▶ _Work instruction_: All of the entries must appear again exactly as written.

(Collected data entries)
--- START ---
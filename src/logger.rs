//! Logging initialization.

use tracing::Level;

/// Install the global tracing subscriber. `RUST_LOG` wins over `level`.
/// Logs go to stderr so CLI output on stdout stays clean.
pub fn init(level: Level) -> Result<(), tracing::subscriber::SetGlobalDefaultError> {
    use tracing_subscriber::EnvFilter;

    let filter = EnvFilter::try_from_default_env()
        .unwrap_or_else(|_| EnvFilter::new(level.as_str().to_ascii_lowercase()));

    tracing_subscriber::fmt()
        .with_env_filter(filter)
        .with_writer(std::io::stderr)
        .init();

    Ok(())
}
--- END ---
▶ _Output below_:
filename src/logger.rs
//! Logging initialization.

use tracing::Level;

/// Install the global tracing subscriber. `RUST_LOG` wins over `level`.
/// Logs go to stderr so CLI output on stdout stays clean.
pub fn init(level: Level) -> Result<(), tracing::subscriber::SetGlobalDefaultError> {
    use tracing_subscriber::EnvFilter;

    let filter = EnvFilter::try_from_default_env()
        .unwrap_or_else(|_| EnvFilter::new(level.as_str().to_ascii_lowercase()));

    tracing_subscriber::fmt()
        .with_env_filter(filter)
        .with_writer(std::io::stderr)
        .init();

    Ok(())
}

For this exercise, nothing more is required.